● Task instructions: Beginning with the first line of the data below, reproduce every line unchanged, ending with the line that holds "let path = config.database_path()?;".

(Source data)

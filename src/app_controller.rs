use anyhow::{anyhow, Context, Result};
use log::{debug, info};
use std::sync::Arc;

use crate::app_config::{CacheBackendKind, Config};
use crate::database::{DatabaseConnection, DatabaseStats, Repository};
use crate::scheduler::{
    JobOptions, JobQueueBackend, JobScheduler, JobStatus, MemoryJobBackend, ProgressCallback, SqliteJobBackend,
    SubmitRequest,
};
use crate::translation::cache::{CacheBackend, CacheStore, MemoryCacheBackend, SqliteCacheBackend};
use crate::translation::engine::EngineAdapter;
use crate::translation::splitter::ChunkSplitter;

/// Wires a `Config` into engines, cache, job store and scheduler
pub struct Controller {
    config: Config,
    scheduler: JobScheduler,
    repository: Option<Repository>,
}

impl Controller {
    /// Create a controller with default configuration and in-memory stores
    pub fn new_for_test() -> Result<Self> {
        Self::with_config(Config::default())
    }

    /// Create a controller with the HTTP engines described by the config
    pub fn with_config(config: Config) -> Result<Self> {
        let engine = EngineAdapter::from_config(&config);
        Self::build(config, engine, None)
    }

    /// Create a controller around a prepared engine adapter
    pub fn build(config: Config, engine: EngineAdapter, progress: Option<ProgressCallback>) -> Result<Self> {
        config.validate().context("Configuration validation failed")?;

        let repository = if config.needs_database() {
            let path = config.database_path()?;
            let db = DatabaseConnection::new(&path)
                .with_context(|| format!("Failed to open database at {:?}", path))?;
            Some(Repository::new(db))
        } else {
            None
        };

        let cache_backend: Arc<dyn CacheBackend> = match (&config.cache.backend, &repository) {
            (CacheBackendKind::Sqlite, Some(repo)) => Arc::new(SqliteCacheBackend::new(repo.clone())),
            _ => Arc::new(MemoryCacheBackend::new()),
        };
        let cache = CacheStore::new(cache_backend, config.cache.enabled, config.cache.ttl());

        let job_backend: Arc<dyn JobQueueBackend> = match &repository {
            Some(repo) if config.scheduler.persist_jobs => Arc::new(SqliteJobBackend::new(repo.clone())),
            _ => Arc::new(MemoryJobBackend::new()),
        };

        debug!(
            "Cache backend: {}, job store: {}",
            cache.backend_name(),
            if config.scheduler.persist_jobs { "sqlite" } else { "memory" }
        );

        let mut builder = JobScheduler::builder(engine)
            .config(config.scheduler.clone())
            .splitter(ChunkSplitter::new(&config.splitter))
            .cache(cache)
            .backend(job_backend);
        if let Some(progress) = progress {
            builder = builder.progress_callback(progress);
        }

        Ok(Self {
            config,
            scheduler: builder.build(),
            repository,
        })
    }

    pub fn config(&self) -> &Config {
        &self.config
    }

    pub fn scheduler(&self) -> &JobScheduler {
        &self.scheduler
    }

    /// Restore persisted jobs and start dispatching
    pub async fn start(&self) -> Result<usize> {
        let restored = self.scheduler.restore().await?;
        self.scheduler.start();
        Ok(restored)
    }

    /// Translate chapters end to end with the configured languages
    ///
    /// Goes through the rate limiter like any other submission.
    pub async fn translate_chapters(
        &self,
        submitter_id: &str,
        chapters: Vec<(String, String)>,
        options: JobOptions,
    ) -> Result<Vec<(String, String)>> {
        let request = SubmitRequest::new(
            submitter_id,
            chapters,
            self.config.source_language.clone(),
            self.config.target_language.clone(),
        )
        .with_engine(self.config.engines.default_engine)
        .with_options(options);

        let job_id = self.scheduler.submit(request).await?;
        info!("Submitted job {}", job_id);

        let report = self.scheduler.wait_for_completion(&job_id).await?;
        match report.status {
            JobStatus::Completed => Ok(self.scheduler.get_result(&job_id)?),
            status => Err(anyhow!(
                "Job {} ended as {}: {}",
                job_id,
                status,
                report.error_message.unwrap_or_default()
            )),
        }
    }

    /// Stop the scheduler and run a last housekeeping sweep
    pub async fn shutdown(&self) {
        self.scheduler.shutdown().await;
        self.scheduler.housekeep().await;
    }

    /// Database statistics, when a database is open
    pub fn database_stats(&self) -> Option<Result<DatabaseStats>> {
        self.repository.as_ref().map(|repo| repo.connection().stats())
    }
}
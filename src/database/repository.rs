/*!
 * Repository layer for database operations.
 *
 * This module provides a high-level API for job and cache persistence,
 * abstracting away the SQL details.
 */

use anyhow::Result;
use log::debug;
use rusqlite::{params, OptionalExtension, Row};

use super::connection::DatabaseConnection;
use super::models::{CacheRecord, JobRecord};

/// Repository for database operations
#[derive(Clone, Debug)]
pub struct Repository {
    /// Database connection
    db: DatabaseConnection,
}

impl Repository {
    /// Create a new repository with the given database connection
    pub fn new(db: DatabaseConnection) -> Self {
        Self { db }
    }

    /// Create a repository with an in-memory database (for testing)
    pub fn new_in_memory() -> Result<Self> {
        let db = DatabaseConnection::new_in_memory()?;
        Ok(Self::new(db))
    }

    /// Underlying connection
    pub fn connection(&self) -> &DatabaseConnection {
        &self.db
    }

    // =========================================================================
    // Job Operations
    // =========================================================================

    /// Insert or replace a job snapshot
    pub async fn save_job(&self, record: &JobRecord) -> Result<()> {
        let record = record.clone();

        self.db
            .execute_async(move |conn| {
                conn.execute(
                    r#"
                    INSERT INTO jobs (id, submitter_id, status, priority, created_at, updated_at, payload)
                    VALUES (?1, ?2, ?3, ?4, ?5, ?6, ?7)
                    ON CONFLICT(id) DO UPDATE SET
                        status = excluded.status,
                        updated_at = excluded.updated_at,
                        payload = excluded.payload
                    "#,
                    params![
                        record.id,
                        record.submitter_id,
                        record.status,
                        record.priority,
                        record.created_at,
                        record.updated_at,
                        record.payload,
                    ],
                )?;
                debug!("Saved job {} ({})", record.id, record.status);
                Ok(())
            })
            .await
    }

    /// Load every persisted job, oldest first
    pub async fn load_jobs(&self) -> Result<Vec<JobRecord>> {
        self.db
            .execute_async(|conn| {
                let mut stmt = conn.prepare(
                    r#"
                    SELECT id, submitter_id, status, priority, created_at, updated_at, payload
                    FROM jobs
                    ORDER BY created_at ASC
                    "#,
                )?;

                let records = stmt
                    .query_map([], Self::row_to_job)?
                    .collect::<Result<Vec<_>, _>>()?;

                Ok(records)
            })
            .await
    }

    /// Delete a job; returns whether a row was removed
    pub async fn delete_job(&self, job_id: &str) -> Result<bool> {
        let job_id = job_id.to_string();

        self.db
            .execute_async(move |conn| {
                let deleted = conn.execute("DELETE FROM jobs WHERE id = ?1", [job_id])?;
                Ok(deleted > 0)
            })
            .await
    }

    fn row_to_job(row: &Row<'_>) -> rusqlite::Result<JobRecord> {
        Ok(JobRecord {
            id: row.get(0)?,
            submitter_id: row.get(1)?,
            status: row.get(2)?,
            priority: row.get(3)?,
            created_at: row.get(4)?,
            updated_at: row.get(5)?,
            payload: row.get(6)?,
        })
    }

    // =========================================================================
    // Cache Operations
    // =========================================================================

    /// Get a live cache entry, bumping its hit count
    pub async fn get_cached(&self, fingerprint: &str, now_ms: i64) -> Result<Option<CacheRecord>> {
        let fingerprint = fingerprint.to_string();

        self.db
            .execute_async(move |conn| {
                let record = conn
                    .query_row(
                        r#"
                        SELECT fingerprint, translated_text, created_at, expires_at, hit_count
                        FROM translation_cache
                        WHERE fingerprint = ?1 AND expires_at > ?2
                        "#,
                        params![fingerprint, now_ms],
                        |row| {
                            Ok(CacheRecord {
                                fingerprint: row.get(0)?,
                                translated_text: row.get(1)?,
                                created_at: row.get(2)?,
                                expires_at: row.get(3)?,
                                hit_count: row.get(4)?,
                            })
                        },
                    )
                    .optional()?;

                if record.is_some() {
                    conn.execute(
                        "UPDATE translation_cache SET hit_count = hit_count + 1 WHERE fingerprint = ?1",
                        [&fingerprint],
                    )?;
                }

                Ok(record)
            })
            .await
    }

    /// Insert or overwrite a cache entry
    pub async fn put_cached(&self, record: &CacheRecord) -> Result<()> {
        let record = record.clone();

        self.db
            .execute_async(move |conn| {
                conn.execute(
                    r#"
                    INSERT INTO translation_cache (fingerprint, translated_text, created_at, expires_at, hit_count)
                    VALUES (?1, ?2, ?3, ?4, ?5)
                    ON CONFLICT(fingerprint) DO UPDATE SET
                        translated_text = excluded.translated_text,
                        created_at = excluded.created_at,
                        expires_at = excluded.expires_at
                    "#,
                    params![
                        record.fingerprint,
                        record.translated_text,
                        record.created_at,
                        record.expires_at,
                        record.hit_count,
                    ],
                )?;
                Ok(())
            })
            .await
    }

    /// Delete entries that expired at or before `now_ms`
    pub async fn purge_expired_cache(&self, now_ms: i64) -> Result<usize> {
        self.db
            .execute_async(move |conn| {
                let deleted =
                    conn.execute("DELETE FROM translation_cache WHERE expires_at <= ?1", [now_ms])?;
                Ok(deleted)
            })
            .await
    }
}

● Answer box:
filename src/app_controller.rs
use anyhow::{anyhow, Context, Result};
use log::{debug, info};
use std::sync::Arc;

use crate::app_config::{CacheBackendKind, Config};
use crate::database::{DatabaseConnection, DatabaseStats, Repository};
use crate::scheduler::{
    JobOptions, JobQueueBackend, JobScheduler, JobStatus, MemoryJobBackend, ProgressCallback, SqliteJobBackend,
    SubmitRequest,
};
use crate::translation::cache::{CacheBackend, CacheStore, MemoryCacheBackend, SqliteCacheBackend};
use crate::translation::engine::EngineAdapter;
use crate::translation::splitter::ChunkSplitter;

/// Wires a `Config` into engines, cache, job store and scheduler
pub struct Controller {
    config: Config,
    scheduler: JobScheduler,
    repository: Option<Repository>,
}

impl Controller {
    /// Create a controller with default configuration and in-memory stores
    pub fn new_for_test() -> Result<Self> {
        Self::with_config(Config::default())
    }

    /// Create a controller with the HTTP engines described by the config
    pub fn with_config(config: Config) -> Result<Self> {
        let engine = EngineAdapter::from_config(&config);
        Self::build(config, engine, None)
    }

    /// Create a controller around a prepared engine adapter
    pub fn build(config: Config, engine: EngineAdapter, progress: Option<ProgressCallback>) -> Result<Self> {
        config.validate().context("Configuration validation failed")?;

        let repository = if config.needs_database() {
            let path = config.database_path()?;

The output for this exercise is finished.